Word for word, restate the lines from the start of the data down to the line with "at index 0.", both included.
•••••
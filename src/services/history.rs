// src/services/history.rs

//! Upload-history ledger.
//!
//! Append-only in spirit, but persisted as a whole-list rewrite: each record
//! prepends the new entry, truncates to the most recent 10, and writes the
//! list back. Last writer wins; there is no concurrent-writer protection.

use chrono::Local;

use crate::error::Result;
use crate::models::{UploadHistoryItem, format_file_size};
use crate::storage::LocalKvStore;

const HISTORY_KEY: &str = "uploadHistory";

/// Maximum retained history entries.
pub const MAX_HISTORY_ENTRIES: usize = 10;

/// Size-bounded record of past CSV imports.
#[derive(Debug, Clone)]
pub struct UploadHistory {
    kv: LocalKvStore,
}

impl UploadHistory {
    pub fn new(kv: LocalKvStore) -> Self {
        Self { kv }
    }

    /// Record an import. Newest entries sit at index 0.
    pub async fn record(&self, file_name: &str, size_bytes: u64) -> Result<()> {
        let item = UploadHistoryItem {
            name: file_name.to_string(),
            date: Local::now().format("%Y-%m-%d %H:%M:%S").to_string(),
            size: format_file_size(size_bytes),
        };

        let mut history = self.list().await;
        history.insert(0, item);
        history.truncate(MAX_HISTORY_ENTRIES);

        let json = serde_json::to_string(&history)?;
        self.kv.set(HISTORY_KEY, &json).await
    }

    /// The persisted list, newest first; empty if nothing was recorded yet
    /// or the stored value is unreadable.
    pub async fn list(&self) -> Vec<UploadHistoryItem> {
        match self.kv.get(HISTORY_KEY).await {
            Ok(Some(json)) => serde_json::from_str(&json).unwrap_or_else(|e| {
                log::warn!("Stored upload history is corrupt: {}", e);
                Vec::new()
            }),
            Ok(None) => Vec::new(),
            Err(e) => {
                log::warn!("Could not read upload history: {}", e);
                Vec::new()
            }
        }
    }
}

#[cfg(test)]
mod tests {
    use super::*;
    use tempfile::TempDir;

    #[tokio::test]
    async fn test_empty_history() {
        let tmp = TempDir::new().unwrap();
        let history = UploadHistory::new(LocalKvStore::new(tmp.path()));

        assert!(history.list().await.is_empty());
    }

    #[tokio::test]
    async fn test_newest_first() {
        let tmp = TempDir::new().unwrap();
        let history = UploadHistory::new(LocalKvStore::new(tmp.path()));

        history.record("first.csv", 1024).await.unwrap();
        history.record("second.csv", 2048).await.unwrap();

        let items = history.list().await;
        assert_eq!(items.len(), 2);
        assert_eq!(items[0].name, "second.csv");
        assert_eq!(items[0].size, "2.00 KB");
        assert_eq!(items[1].name, "first.csv");
    }

    #[tokio::test]
    async fn test_capped_at_ten() {
        let tmp = TempDir::new().unwrap();
        let history = UploadHistory::new(LocalKvStore::new(tmp.path()));

        for i in 0..15 {
            history
                .record(&format!("file{i}.csv"), 100)
                .await
                .unwrap();
        }

        let items = history.list().await;
        assert_eq!(items.len(), MAX_HISTORY_ENTRIES);
        assert_eq!(items[0].name, "file14.csv");
        assert_eq!(items[9].name, "file5.csv");
    }
}
//! AWS S3 blob store implementation.
//!
//! Each logical partition maps to one S3 bucket. Downloads treat
//! `NoSuchKey` and access-denied responses identically as absence, matching
//! the `BlobStore` contract.

use async_trait::async_trait;
use aws_sdk_s3::Client;
use aws_sdk_s3::error::ProvideErrorMetadata;
use aws_sdk_s3::primitives::ByteStream;
use aws_sdk_s3::types::{Delete, ObjectIdentifier};
use chrono::{DateTime, Utc};

use crate::error::{AppError, Result};
use crate::storage::{BlobStore, BucketSpec, ObjectEntry};

/// S3-based blob store.
pub struct S3BlobStore {
    client: Client,
    region: String,
}

impl S3BlobStore {
    /// Create a new S3 store from an existing client.
    pub fn new(client: Client, region: impl Into<String>) -> Self {
        Self {
            client,
            region: region.into(),
        }
    }

    /// Create S3 storage from environment configuration.
    pub async fn from_env() -> Result<Self> {
        let config = aws_config::load_defaults(aws_config::BehaviorVersion::latest()).await;
        let region = config
            .region()
            .map(|r| r.to_string())
            .unwrap_or_else(|| "us-east-1".to_string());
        let client = Client::new(&config);

        Ok(Self::new(client, region))
    }

    /// Public retrieval URL for an object.
    fn public_url(&self, bucket: &str, key: &str) -> String {
        format!("https://{}.s3.{}.amazonaws.com/{}", bucket, self.region, key)
    }

    /// Names of all buckets visible to this client.
    async fn existing_bucket_names(&self) -> Result<Vec<String>> {
        let output = self
            .client
            .list_buckets()
            .send()
            .await
            .map_err(|e| AppError::storage(e.to_string()))?;

        Ok(output
            .buckets()
            .iter()
            .filter_map(|b| b.name().map(str::to_string))
            .collect())
    }
}

#[async_trait]
impl BlobStore for S3BlobStore {
    async fn ensure_buckets(&self, buckets: &[BucketSpec]) {
        log::info!("Checking that {} storage buckets exist...", buckets.len());

        let existing = match self.existing_bucket_names().await {
            Ok(names) => names,
            Err(e) => {
                log::error!("Could not list buckets: {}", e);
                return;
            }
        };

        for spec in buckets {
            if existing.contains(&spec.name) {
                log::debug!("Bucket {} already exists", spec.name);
                continue;
            }

            log::info!("Bucket {} does not exist, creating...", spec.name);
            // MIME/size restrictions are enforced by bucket policy out of
            // band; the `BucketSpec` hints are advisory here.
            if let Err(e) = self.client.create_bucket().bucket(&spec.name).send().await {
                log::warn!("Could not create bucket {}: {}", spec.name, e);
            } else {
                log::info!("Created bucket: {}", spec.name);
            }
        }

        // Re-verify and warn about anything still missing, but carry on.
        if let Ok(final_names) = self.existing_bucket_names().await {
            let missing: Vec<_> = buckets
                .iter()
                .filter(|s| !final_names.contains(&s.name))
                .map(|s| s.name.as_str())
                .collect();
            if !missing.is_empty() {
                log::warn!("Buckets still missing after creation attempts: {:?}", missing);
            }
        }
    }

    async fn upload(
        &self,
        bucket: &str,
        path: &str,
        bytes: &[u8],
        content_type: &str,
    ) -> Result<String> {
        self.client
            .put_object()
            .bucket(bucket)
            .key(path)
            .body(ByteStream::from(bytes.to_vec()))
            .content_type(content_type)
            .send()
            .await
            .map_err(|e| AppError::storage(e.to_string()))?;

        log::info!("Uploaded {} bytes to s3://{}/{}", bytes.len(), bucket, path);
        Ok(self.public_url(bucket, path))
    }

    async fn download(&self, bucket: &str, path: &str) -> Result<Option<Vec<u8>>> {
        let result = self
            .client
            .get_object()
            .bucket(bucket)
            .key(path)
            .send()
            .await;

        match result {
            Ok(output) => {
                let bytes = output
                    .body
                    .collect()
                    .await
                    .map_err(|e| AppError::storage(e.to_string()))?;
                Ok(Some(bytes.into_bytes().to_vec()))
            }
            Err(err) => {
                let service_err = err.into_service_error();
                let code = service_err.code().unwrap_or_default();
                // Absence and denial look the same to callers.
                if service_err.is_no_such_key() || code == "AccessDenied" || code == "NoSuchBucket"
                {
                    log::debug!("No object at s3://{}/{} ({})", bucket, path, code);
                    Ok(None)
                } else {
                    Err(AppError::storage(service_err.to_string()))
                }
            }
        }
    }

    async fn list(&self, bucket: &str, prefix: &str) -> Result<Vec<ObjectEntry>> {
        let output = self
            .client
            .list_objects_v2()
            .bucket(bucket)
            .prefix(prefix)
            .send()
            .await
            .map_err(|e| AppError::storage(e.to_string()))?;

        let mut entries: Vec<ObjectEntry> = output
            .contents()
            .iter()
            .filter_map(|obj| {
                let name = obj.key()?.to_string();
                let created_at: DateTime<Utc> = obj
                    .last_modified()
                    .and_then(|t| DateTime::from_timestamp(t.secs(), t.subsec_nanos()))
                    .unwrap_or_else(Utc::now);
                Some(ObjectEntry {
                    name,
                    created_at,
                    size: obj.size().unwrap_or(0).max(0) as u64,
                })
            })
            .collect();

        entries.sort_by(|a, b| b.created_at.cmp(&a.created_at));
        Ok(entries)
    }

    async fn remove(&self, bucket: &str, paths: &[String]) -> Result<()> {
        if paths.is_empty() {
            return Ok(());
        }

        let mut objects = Vec::with_capacity(paths.len());
        for path in paths {
            let id = ObjectIdentifier::builder()
                .key(path)
                .build()
                .map_err(|e| AppError::storage(e.to_string()))?;
            objects.push(id);
        }

        let delete = Delete::builder()
            .set_objects(Some(objects))
            .build()
            .map_err(|e| AppError::storage(e.to_string()))?;

        self.client
            .delete_objects()
            .bucket(bucket)
            .delete(delete)
            .send()
            .await
            .map_err(|e| AppError::storage(e.to_string()))?;

        log::info!("Deleted {} objects from s3://{}", paths.len(), bucket);
        Ok(())
    }
}
#[cfg(test)]
mod tests {
    use super::*;
    use crate::error::Result as AppResult;
    use crate::storage::{LocalBlobStore, ObjectEntry};
    use async_trait::async_trait;
    use tempfile::TempDir;

    fn service(tmp: &TempDir) -> RegistrationService {
        let store = Arc::new(LocalBlobStore::new(tmp.path().join("blobs")));
        let kv = LocalKvStore::new(tmp.path().join("kv"));
        RegistrationService::new(
            store,
            kv,
            Arc::new(RegistrationMirror::new()),
            &Config::default(),
        )
    }

    fn percent_of(stats: &RegistrationStats, department: &str) -> Option<(u64, u32)> {
        stats
            .department_breakdown
            .iter()
            .find(|d| d.department == department)
            .map(|d| (d.count, d.percent))
    }

    /// Store where every operation fails.
    struct DownStore;

    #[async_trait]
    impl BlobStore for DownStore {
        async fn ensure_buckets(&self, _: &[BucketSpec]) {}

        async fn upload(&self, _: &str, _: &str, _: &[u8], _: &str) -> AppResult<String> {
            Err(AppError::storage("down"))
        }

        async fn download(&self, _: &str, _: &str) -> AppResult<Option<Vec<u8>>> {
            Err(AppError::storage("down"))
        }

        async fn list(&self, _: &str, _: &str) -> AppResult<Vec<ObjectEntry>> {
            Err(AppError::storage("down"))
        }

        async fn remove(&self, _: &str, _: &[String]) -> AppResult<()> {
            Err(AppError::storage("down"))
        }
    }

    #[test]
    fn test_usable_lines_filtering() {
        let text = "Name,Event\n\n   \nsingle-field\nAlice,Code Sprint\r\nBob,Tech Quiz";
        let lines = usable_lines(text);
        assert_eq!(lines, vec!["Name,Event", "Alice,Code Sprint", "Bob,Tech Quiz"]);
    }

    #[test]
    fn test_find_event_column() {
        assert_eq!(find_event_column("Name,Event Name"), Some(1));
        assert_eq!(find_event_column("EVENT,Name"), Some(0));
        assert_eq!(find_event_column("Name,Phone,events attended"), Some(2));
        assert_eq!(find_event_column("Name,Phone"), None);
    }

    #[test]
    fn test_compute_stats_rounding() {
        let map = EventDepartmentMap::default();
        let lines = vec![
            "Alice,Code Sprint",
            "Bob,Tech Quiz",
            "Carol,Circuit Challenge",
        ];
        let stats = compute_stats(&lines, 1, &map);

        assert_eq!(stats.total, 3);
        // 2/3 rounds to 67, 1/3 to 33; the column sums to 100 only by luck.
        assert_eq!(stats.department_breakdown[0].department, "CSE");
        assert_eq!(stats.department_breakdown[0].count, 2);
        assert_eq!(stats.department_breakdown[0].percent, 67);
        assert_eq!(stats.department_breakdown[1].percent, 33);
    }

    #[test]
    fn test_compute_stats_skips_short_and_empty_rows() {
        let map = EventDepartmentMap::default();
        // Three-column header: event column index 2.
        let lines = vec!["a,b", "x,y, ", "Alice,123,Code Sprint"];
        let stats = compute_stats(&lines, 2, &map);

        assert_eq!(stats.total, 1);
        assert_eq!(stats.department_breakdown.len(), 1);
    }

    #[tokio::test]
    async fn test_import_scenario_exact_counts() {
        let tmp = TempDir::new().unwrap();
        let svc = service(&tmp);

        let csv = "Name,Event Name\nAlice,Code Sprint\nBob,Circuit Challenge\nCarol,Unknown Thing\n";
        let stats = svc.import_csv("reg.csv", csv).await.unwrap();

        assert_eq!(stats.total, 3);
        assert_eq!(stats.department_breakdown.len(), 3);
        assert_eq!(percent_of(&stats, "CSE"), Some((1, 33)));
        assert_eq!(percent_of(&stats, "ECE"), Some((1, 33)));
        assert_eq!(percent_of(&stats, "Others"), Some((1, 33)));
    }

    #[tokio::test]
    async fn test_import_is_idempotent_on_stats() {
        let tmp = TempDir::new().unwrap();
        let svc = service(&tmp);

        let csv = "Name,Event Name\nAlice,Code Sprint\nBob,Circuit Challenge\n";
        let first = svc.import_csv("reg.csv", csv).await.unwrap();
        let second = svc.import_csv("reg.csv", csv).await.unwrap();

        assert_eq!(first, second);

        // The destructive pre-delete leaves exactly one stored CSV.
        let data = svc.registration_data().await;
        let remote_csvs: Vec<_> = data
            .files
            .iter()
            .filter(|f| f.name.ends_with("-registration.csv"))
            .collect();
        assert_eq!(remote_csvs.len(), 1);
    }

    #[tokio::test]
    async fn test_no_usable_lines_fails_without_deleting() {
        let tmp = TempDir::new().unwrap();
        let svc = service(&tmp);

        // Seed prior data.
        svc.import_csv("reg.csv", "Name,Event Name\nAlice,Code Sprint\n")
            .await
            .unwrap();

        let err = svc.import_csv("bad.csv", "justonefield\n\n").await.unwrap_err();
        assert!(matches!(err, AppError::EmptyCsv));

        // Prior artifacts untouched.
        let data = svc.registration_data().await;
        assert!(data.files.iter().any(|f| f.name.ends_with("-registration.csv")));
    }

    #[tokio::test]
    async fn test_header_only_import_deletes_and_yields_zero() {
        let tmp = TempDir::new().unwrap();
        let svc = service(&tmp);

        svc.import_csv("reg.csv", "Name,Event Name\nAlice,Code Sprint\n")
            .await
            .unwrap();

        // One usable line (the header) is enough to trigger the delete.
        let stats = svc.import_csv("empty.csv", "Name,Event Name\n").await.unwrap();
        assert_eq!(stats.total, 0);
        assert!(stats.department_breakdown.is_empty());

        let data = svc.registration_data().await;
        let remote_csvs: Vec<_> = data
            .files
            .iter()
            .filter(|f| f.name.ends_with("-registration.csv"))
            .collect();
        assert_eq!(remote_csvs.len(), 1);
    }

    #[tokio::test]
    async fn test_missing_event_column_fails_after_delete() {
        let tmp = TempDir::new().unwrap();
        let svc = service(&tmp);

        svc.import_csv("reg.csv", "Name,Event Name\nAlice,Code Sprint\n")
            .await
            .unwrap();

        let err = svc
            .import_csv("bad.csv", "Name,Phone\nAlice,123\n")
            .await
            .unwrap_err();
        assert!(matches!(err, AppError::MissingEventColumn));

        // Deletion fires before the column check: prior uploads are gone.
        let data = svc.registration_data().await;
        assert!(!data.files.iter().any(|f| f.name.ends_with("-registration.csv")));
    }

    #[tokio::test]
    async fn test_import_survives_unavailable_store() {
        let tmp = TempDir::new().unwrap();
        let kv = LocalKvStore::new(tmp.path().join("kv"));
        let mirror = Arc::new(RegistrationMirror::new());
        let svc = RegistrationService::new(
            Arc::new(DownStore),
            kv,
            mirror.clone(),
            &Config::default(),
        );

        let csv = "Name,Event Name\nAlice,Code Sprint\nBob,Circuit Challenge\n";
        let stats = svc.import_csv("reg.csv", csv).await.unwrap();
        assert_eq!(stats.total, 2);

        // Reads are served from the mirror.
        assert_eq!(svc.current_count().await, 2);
        let data = svc.registration_data().await;
        assert_eq!(data.count, 2);
        assert_eq!(data.files.len(), 1);
        assert_eq!(data.files[0].name, "reg.csv");
    }

    #[tokio::test]
    async fn test_current_count_from_remote_document() {
        let tmp = TempDir::new().unwrap();
        let store = Arc::new(LocalBlobStore::new(tmp.path().join("blobs")));
        let kv = LocalKvStore::new(tmp.path().join("kv"));

        let count = StoredCount {
            total: 57,
            updated_at: Utc::now(),
        };
        store
            .upload(
                "registration-data",
                COUNT_OBJECT,
                &serde_json::to_vec(&count).unwrap(),
                "application/json",
            )
            .await
            .unwrap();

        let svc = RegistrationService::new(
            store,
            kv,
            Arc::new(RegistrationMirror::new()),
            &Config::default(),
        );
        assert_eq!(svc.current_count().await, 57);
    }

    #[tokio::test]
    async fn test_import_records_history_and_local_keys() {
        let tmp = TempDir::new().unwrap();
        let svc = service(&tmp);

        svc.import_csv("march.csv", "Name,Event Name\nAlice,Code Sprint\n")
            .await
            .unwrap();

        let history = svc.upload_history().await;
        assert_eq!(history.len(), 1);
        assert_eq!(history[0].name, "march.csv");

        assert_eq!(svc.kv.get(COUNT_KEY).await.unwrap(), Some("1".to_string()));
        let stats_json = svc.kv.get(STATS_KEY).await.unwrap().unwrap();
        let stats: RegistrationStats = serde_json::from_str(&stats_json).unwrap();
        assert_eq!(stats.total, 1);
    }

    #[tokio::test]
    async fn test_delete_all_clears_artifacts() {
        let tmp = TempDir::new().unwrap();
        let svc = service(&tmp);

        svc.import_csv("reg.csv", "Name,Event Name\nAlice,Code Sprint\n")
            .await
            .unwrap();

        assert!(svc.delete_all_registration_data().await);
        assert!(svc.kv.get(COUNT_KEY).await.unwrap().is_none());
        assert!(svc.kv.get(STATS_KEY).await.unwrap().is_none());

        let data = svc.registration_data().await;
        assert!(!data.files.iter().any(|f| f.name.ends_with("-registration.csv")));
    }

    #[tokio::test]
    async fn test_mirror_file_cap() {
        let mirror = RegistrationMirror::new();
        for i in 0..15 {
            mirror.push_file(CsvFileEntry {
                name: format!("file{i}.csv"),
                created_at: Utc::now(),
                size: 10,
            });
        }

        let files = mirror.files();
        assert_eq!(files.len(), 10);
        assert_eq!(files[0].name, "file14.csv");
    }
}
•••••
#### WRITTEN REPLY
filename src/services/history.rs
// src/services/history.rs

//! Upload-history ledger.
//!
//! Append-only in spirit, but persisted as a whole-list rewrite: each record
//! prepends the new entry, truncates to the most recent 10, and writes the
//! list back. Last writer wins; there is no concurrent-writer protection.

use chrono::Local;

use crate::error::Result;
use crate::models::{UploadHistoryItem, format_file_size};
use crate::storage::LocalKvStore;

const HISTORY_KEY: &str = "uploadHistory";

/// Maximum retained history entries.
pub const MAX_HISTORY_ENTRIES: usize = 10;

/// Size-bounded record of past CSV imports.
#[derive(Debug, Clone)]
pub struct UploadHistory {
    kv: LocalKvStore,
}

impl UploadHistory {
    pub fn new(kv: LocalKvStore) -> Self {
        Self { kv }
    }

    /// Record an import. Newest entries sit at index 0.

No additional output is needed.